A minute later, sporting scratches and contusions to various (sensitive) parts of my body and minus the skin on my hands and elbows, I’m amazed I’m alive, let alone on a fish. Perhaps this time I’ll actually be able to bring the fish to land, even with a stinging body that keeps reminding me what an idiot I am…
It’s been a frustrating few hours, for me at least. I’ve been left a passenger, watching my road-trip buddies and Modern Fishing contributors Jack Scrine and Dan Trotter catch fish. Maybe, as I was warned, it’s the editor’s curse?
When the small rainbow trout (you’ll need your binoculars to see it in the photo on p69) makes it into my hands (the boys, around the corner, have the net – thanks for making my life easy!) it’s a great relief. Finally, my duck has been broken! Even the icy water now filling my waders can’t dampen my spirits. I holler louder than anyone’s ever hollered before and the boys come scrambling around the corner with the camera. I reckon, judging by my schoolgirl-esque screeching, they must assume I’ve landed the Loch Ness monster!
Finding this honey hole on Lake Benmore has proven a big relief. So far we’ve battled fishing across the South Island in windy conditions despite the unexpected glorious sunshine – learning to fly fish in significant gusts can be a garish! Tangled lines, nightmare knots – you name it, I experienced it! An outsider looking in might’ve thought I was attempting to perform Origami using fishing line.
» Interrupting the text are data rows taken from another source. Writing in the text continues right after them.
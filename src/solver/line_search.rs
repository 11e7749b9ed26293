use crate::{error::SolveError, system::ResidualFn};

/// Armijo sufficient-decrease constant.
const SUFFICIENT_DECREASE: f64 = 1e-4;

/// Relative scale below which step lengths cannot be resolved in floating
/// point against the iterate's own magnitude.
const CONVERGENCE_TOL_ON_X: f64 = 1e-16;

/// How a line search ended.
#[derive(Debug)]
pub(crate) enum LineSearchOutcome {
    /// A step length satisfying the sufficient-decrease condition was found
    /// and `x` holds the new iterate.
    Accepted {
        /// The accepted step length multiplier.
        lambda: f64,
        /// The merit value at the accepted iterate.
        merit: f64,
    },
    /// No admissible step length gave a sufficient decrease; `x` was restored
    /// to the old iterate. Not an error: the outer loop re-evaluates from
    /// there and may still converge later.
    ConvergedOnXOnly,
}

/// Backtracking line search with quadratic/cubic interpolation.
///
/// Finds a step length `lambda` in `(0, 1]` along `direction` from `x_old`
/// such that the merit function `0.5 * ||r||^2` decreases by at least the
/// Armijo fraction of what its linear model predicts. `direction` is capped
/// at `step_cap` in Euclidean norm before anything else, so no single step
/// can be unphysically large.
pub(crate) fn line_search(
    residual: &dyn ResidualFn,
    params: &[f64],
    x_old: &[f64],
    merit_old: f64,
    gradient: &[f64],
    direction: &mut [f64],
    x: &mut [f64],
    step_cap: f64,
) -> Result<LineSearchOutcome, SolveError> {
    let n = x_old.len();
    let mut residuals = vec![0.0; n];

    let norm = direction.iter().map(|d| d * d).sum::<f64>().sqrt();
    if norm > step_cap {
        let scale = step_cap / norm;
        for d in direction.iter_mut() {
            *d *= scale;
        }
    }

    let slope: f64 = gradient
        .iter()
        .zip(direction.iter())
        .map(|(g, d)| g * d)
        .sum();
    if slope >= 0.0 {
        return Err(SolveError::RoundoffProblem { slope });
    }

    // The smallest lambda worth trying, relative to the iterate's own scale.
    let mut scale_test = 0.0;
    for (d, x0) in direction.iter().zip(x_old.iter()) {
        let temp = d.abs() / libm::fmax(x0.abs(), 1.0);
        if temp > scale_test {
            scale_test = temp;
        }
    }
    let lambda_min = CONVERGENCE_TOL_ON_X / scale_test;

    let mut lambda: f64 = 1.0;
    let mut first_backtrack = true;
    let mut lambda_prev = 0.0;
    let mut merit_prev = 0.0;

    loop {
        for ((xi, x0), d) in x.iter_mut().zip(x_old.iter()).zip(direction.iter()) {
            *xi = x0 + lambda * d;
        }
        residual.residual(params, x, &mut residuals);
        let merit = 0.5 * residuals.iter().map(|r| r * r).sum::<f64>();

        if lambda < lambda_min {
            // Stagnated: the step has shrunk below what floating point can
            // resolve against x itself. Hand back the old iterate unchanged.
            x.copy_from_slice(x_old);
            return Ok(LineSearchOutcome::ConvergedOnXOnly);
        }
        if merit <= merit_old + SUFFICIENT_DECREASE * lambda * slope {
            return Ok(LineSearchOutcome::Accepted { lambda, merit });
        }

        let proposed = if first_backtrack {
            // Minimizer of the quadratic through (0, merit_old), slope at 0,
            // and (lambda, merit).
            -slope / (2.0 * (merit - merit_old - slope))
        } else {
            // Fit a cubic through the last two trials and the known slope,
            // and jump to its stationary point.
            let r1 = merit - merit_old - lambda * slope;
            let r2 = merit_prev - merit_old - lambda_prev * slope;
            let a = (r1 / (lambda * lambda) - r2 / (lambda_prev * lambda_prev))
                / (lambda - lambda_prev);
            let b = (-lambda_prev * r1 / (lambda * lambda)
                + lambda * r2 / (lambda_prev * lambda_prev))
                / (lambda - lambda_prev);
            #[allow(clippy::float_cmp)]
            let mut proposed = if a == 0.0 {
                // The cubic degenerated to a quadratic.
                -slope / (2.0 * b)
            } else {
                let discriminant = b * b - 3.0 * a * slope;
                if discriminant < 0.0 {
                    0.5 * lambda
                } else if b <= 0.0 {
                    (-b + discriminant.sqrt()) / (3.0 * a)
                } else {
                    -slope / (b + discriminant.sqrt())
                }
            };
            // Never jump to more than half the previous step.
            if proposed > 0.5 * lambda {
                proposed = 0.5 * lambda;
            }
            proposed
        };

        first_backtrack = false;
        lambda_prev = lambda;
        merit_prev = merit;
        // And never shrink below a tenth of it, to avoid stagnating.
        lambda = libm::fmax(proposed, 0.1 * lambda);
    }
}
We’re just glad we brought the spin gear, so we’re still a chance of catching fish when the wind really gets up.
So far the journey’s been spectacular and all signs are pointing to it being an amazing adventure. It has to be a positive omen when you collect a motorhome and there’s an awesome CD left behind in the player. Willie Nelson and Johnny Cash’s rendition of On The Road Again is such a perfect song for our road trip we’ve unofficially made it our theme song. Having to play it at full volume three times whenever we start the engine becomes repetitive but really it’s sweet torture – at least for those inside the van. We have been getting a few weird looks in the caravan parks though. And on the highway. And at rest stops. And at petrol stations.
Just a few days ago we picked up the motorhome in Queenstown before fleeing the famous young party town for Wanaka. Wanaka’s one of those places that relies almost solely on tourism. We’ve arrived in town between the skiing and fishing seasons, in late October, and it’s pretty quiet – we’re the only people drinking in the “busy” pub in town. Not that the locals, like our friendly taxi driver, aren’t happy to help out in any way possible…
We used our two days in town as fishing research, spending a day with Richard Grimmett from Wanaka Fishing Safaris. He’s been guiding in the area for 13 years after a career as a rugby coach. He takes us to fish Lake Wanaka and Lake Hawea, and gives us plenty of helpful advice before the wind kicks up and my casts are hitting me in the face again. Richard explains it’s early in the season and the fish we see aren’t rising because of it. Perhaps he’s just a kind bloke and offering excuses for us. Either way, we’ll take them.
At least on our second day in Wanaka the wind kept about as low as a standard Commonwealth Bank interest rate rise – we still had a chance of jagging a fish somewhere. I tried on a Kiwi accent – “How you goin’ bro? Any good fushin’ spots ’round here cuz?” – and we were directed to a dam wall near Lake Hawea. We were undecided if a) my Kiwi accent had actually passed as a New Zealander’s and we’d been kindly pointed in the right direction; b) my Kiwi accent had actually been identified as that of a joking Australian and we’d been sent in the right direction; or c) my Kiwi accent hadn’t passed, they thought we were wankers and sent us to the worst fishing spot in town.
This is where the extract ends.